I'm working on a form validation script and one of the fields would have one of three possible codes that need to be validated. I thought I could use a IF statment with OR to seprate the possibilites but I have not yet got it to work. Here's my last attempt at it:


if (($code != $book_code_1) or ($code != $book_code_2) or ($code != $book_code_3))
{
echo "<font color ='red'><b>The code entered is not vaild.

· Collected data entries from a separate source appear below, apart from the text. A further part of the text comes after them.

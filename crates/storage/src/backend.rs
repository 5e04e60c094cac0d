// SPDX-License-Identifier: BUSL-1.1
// Copyright (c) 2026 Alfred Jean LLC

//! Backend trait shared by every store

use crate::error::StorageError;
use orbit_core::{ChangelogEntry, Operation, OperationPlan, OperationState};

/// Decides whether a conditional append may proceed, given the plan's
/// current changelog
pub type AppendGuard<'a> = &'a (dyn Fn(&[ChangelogEntry]) -> bool + Send + Sync);

/// Durable storage for operations, base plans and changelogs.
///
/// Changelogs are append-only: no method edits or removes an entry.
pub trait Backend: Send + Sync {
    fn create_operation(&self, operation: &Operation) -> Result<(), StorageError>;

    fn get_operation(&self, domain: &str, id: &str) -> Result<Operation, StorageError>;

    /// Most recently created operation
    fn get_last_operation(&self) -> Result<Operation, StorageError>;

    fn update_operation_state(
        &self,
        domain: &str,
        id: &str,
        state: OperationState,
    ) -> Result<Operation, StorageError>;

    /// Store the base plan; fails if the operation already has one
    fn create_operation_plan(&self, plan: &OperationPlan) -> Result<(), StorageError>;

    fn get_operation_plan(
        &self,
        domain: &str,
        operation_id: &str,
    ) -> Result<OperationPlan, StorageError>;

    fn get_operation_plan_changelog(
        &self,
        domain: &str,
        operation_id: &str,
    ) -> Result<Vec<ChangelogEntry>, StorageError>;

    /// Append an entry; returns it with its assigned sequence
    fn append_changelog_entry(&self, entry: ChangelogEntry) -> Result<ChangelogEntry, StorageError>;

    /// Append only if `guard` accepts the current changelog.
    ///
    /// Returns `Ok(None)` when the guard rejects. The default implementation
    /// reads, checks and appends without holding anything in between, so two
    /// callers may both pass the guard; see `supports_atomic_append`.
    fn append_changelog_entry_if(
        &self,
        entry: ChangelogEntry,
        guard: AppendGuard<'_>,
    ) -> Result<Option<ChangelogEntry>, StorageError> {
        let current = self.get_operation_plan_changelog(&entry.domain, &entry.operation_id)?;
        if !guard(&current) {
            return Ok(None);
        }
        self.append_changelog_entry(entry).map(Some)
    }

    /// Whether `append_changelog_entry_if` is a true compare-and-append
    fn supports_atomic_append(&self) -> bool {
        false
    }
}

impl<B: Backend + ?Sized> Backend for std::sync::Arc<B> {
    fn create_operation(&self, operation: &Operation) -> Result<(), StorageError> {
        (**self).create_operation(operation)
    }

    fn get_operation(&self, domain: &str, id: &str) -> Result<Operation, StorageError> {
        (**self).get_operation(domain, id)
    }

    fn get_last_operation(&self) -> Result<Operation, StorageError> {
        (**self).get_last_operation()
    }

    fn update_operation_state(
        &self,
        domain: &str,
        id: &str,
        state: OperationState,
    ) -> Result<Operation, StorageError> {
        (**self).update_operation_state(domain, id, state)
    }

    fn create_operation_plan(&self, plan: &OperationPlan) -> Result<(), StorageError> {
        (**self).create_operation_plan(plan)
    }

    fn get_operation_plan(
        &self,
        domain: &str,
        operation_id: &str,
    ) -> Result<OperationPlan, StorageError> {
        (**self).get_operation_plan(domain, operation_id)
    }

    fn get_operation_plan_changelog(
        &self,
        domain: &str,
        operation_id: &str,
    ) -> Result<Vec<ChangelogEntry>, StorageError> {
        (**self).get_operation_plan_changelog(domain, operation_id)
    }

    fn append_changelog_entry(
        &self,
        entry: ChangelogEntry,
    ) -> Result<ChangelogEntry, StorageError> {
        (**self).append_changelog_entry(entry)
    }

    fn append_changelog_entry_if(
        &self,
        entry: ChangelogEntry,
        guard: AppendGuard<'_>,
    ) -> Result<Option<ChangelogEntry>, StorageError> {
        (**self).append_changelog_entry_if(entry, guard)
    }

    fn supports_atomic_append(&self) -> bool {
        (**self).supports_atomic_append()
    }
}

#[cfg(test)]
#[path = "backend_tests.rs"]
mod tests;
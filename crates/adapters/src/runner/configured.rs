// SPDX-License-Identifier: BUSL-1.1
// Copyright (c) 2026 Alfred Jean LLC

//! Runner selected by configuration at startup

use super::{CommandRunner, LocalRunner, NoOpRunner, RunnerError, SshRunner};
use async_trait::async_trait;
use orbit_core::{RunnerConfig, RunnerKind, Server};
use tokio_util::sync::CancellationToken;

#[derive(Clone, Debug)]
pub enum ConfiguredRunner {
    Ssh(SshRunner),
    Local(LocalRunner),
    NoOp(NoOpRunner),
}

impl ConfiguredRunner {
    pub fn from_config(config: &RunnerConfig) -> Self {
        match config.kind {
            RunnerKind::Ssh => Self::Ssh(SshRunner::from_config(config)),
            RunnerKind::Local => Self::Local(LocalRunner::new()),
            RunnerKind::Noop => Self::NoOp(NoOpRunner::new()),
        }
    }

    pub fn kind(&self) -> RunnerKind {
        match self {
            Self::Ssh(_) => RunnerKind::Ssh,
            Self::Local(_) => RunnerKind::Local,
            Self::NoOp(_) => RunnerKind::Noop,
        }
    }
}

#[async_trait]
impl CommandRunner for ConfiguredRunner {
    async fn run(
        &self,
        cancel: &CancellationToken,
        span: &tracing::Span,
        target: &Server,
        args: &[String],
    ) -> Result<Vec<u8>, RunnerError> {
        match self {
            Self::Ssh(r) => r.run(cancel, span, target, args).await,
            Self::Local(r) => r.run(cancel, span, target, args).await,
            Self::NoOp(r) => r.run(cancel, span, target, args).await,
        }
    }
}
// SPDX-License-Identifier: BUSL-1.1
// Copyright (c) 2026 Alfred Jean LLC

//! Black-box behavior tests for the orbit CLI.
//!
//! These tests are black-box: they invoke the binary against a temporary
//! state directory and check stdout, stderr and exit codes.

#![allow(clippy::unwrap_used, clippy::expect_used, clippy::panic)]

#[path = "specs/prelude.rs"]
mod prelude;

#[path = "specs/cli.rs"]
mod cli;
#[path = "specs/init.rs"]
mod init;
#[path = "specs/plan_execute.rs"]
mod plan_execute;
#[path = "specs/plan_rollback.rs"]
mod plan_rollback;
#[path = "specs/plan_show.rs"]
mod plan_show;
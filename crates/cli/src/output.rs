// SPDX-License-Identifier: BUSL-1.1
// Copyright (c) 2026 Alfred Jean LLC

//! Output formatting for CLI commands

use clap::ValueEnum;
use orbit_core::{Operation, OperationPlan, Phase};
use orbit_engine::{ProgressSink, StepReport};
use serde::Serialize;
use std::fmt::{self, Write as _};

#[derive(Debug, Clone, Copy, Default, ValueEnum)]
pub enum OutputFormat {
    #[default]
    Text,
    Json,
}

/// Print output in the specified format
pub fn print<T: Serialize + fmt::Display>(value: &T, format: OutputFormat) {
    match format {
        OutputFormat::Text => print!("{}", value),
        OutputFormat::Json => {
            if let Ok(json) = serde_json::to_string_pretty(value) {
                println!("{}", json);
            }
        }
    }
}

/// An operation with its resolved plan
#[derive(Serialize)]
pub struct PlanView<'a> {
    pub operation: &'a Operation,
    pub plan: &'a OperationPlan,
}

impl fmt::Display for PlanView<'_> {
    fn fmt(&self, f: &mut fmt::Formatter<'_>) -> fmt::Result {
        let op = self.operation;
        writeln!(
            f,
            "Operation: {} ({}, {}) {}",
            op.id, op.operation_type, op.site_domain, op.state
        )?;
        writeln!(f)?;
        writeln!(f, "{:<40} {:<12} DESCRIPTION", "PHASE", "STATE")?;
        for phase in &self.plan.phases {
            write_phase(f, phase, 0)?;
        }
        let (done, total) = self.plan.progress();
        writeln!(f)?;
        writeln!(f, "Progress: {}/{} phases completed", done, total)
    }
}

fn write_phase(f: &mut fmt::Formatter<'_>, phase: &Phase, depth: usize) -> fmt::Result {
    let mut label = String::new();
    let _ = write!(label, "{}{}", "  ".repeat(depth), phase.id);
    writeln!(f, "{:<40} {:<12} {}", label, phase.state, phase.description)?;
    if let Some(error) = &phase.error {
        writeln!(f, "{}  error: {}", "  ".repeat(depth), error)?;
    }
    for child in &phase.phases {
        write_phase(f, child, depth + 1)?;
    }
    Ok(())
}

/// Prints executor steps as they happen
pub struct ConsoleProgress;

impl ProgressSink for ConsoleProgress {
    fn report(&self, step: &StepReport) {
        println!("[{}/{}] {}", step.step, step.total, step.message);
    }
}

#[cfg(test)]
#[path = "output_tests.rs"]
mod tests;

Please check it.</font></b><br>";
$modify =yes;
}


What would be the correct way of doing this statment?

Thanks for the help.

Kid Charming
06-17-2005, 05:10 AM
In PHP, when stacking conditionals with or operators, the statement is not completely evaluated if one of the conditions evaluates as true. So in your code, if $code != $book_code_1, book codes 2 and 3 are not even checked. If you want to make sure $code is none of the 3 book codes, use 'and' instead of 'or'.

mindlessLemming
06-17-2005, 05:33 AM
if ($code !== $book_code_1 || $code !== $book_code_2 || $code !== $book_code_3 )
{
echo "<strong style='color:red'>The code entered is not vaild. Please check it.</strong><br>";
$modify =yes;
}


!= means 'cannot be assigned to'.. in other words, even if the rest of your syntax was correct, the statement would always equate to true as "if ($code != $book_code_1)" means "if the value of $book_code_1 cannot be set to the value of $code".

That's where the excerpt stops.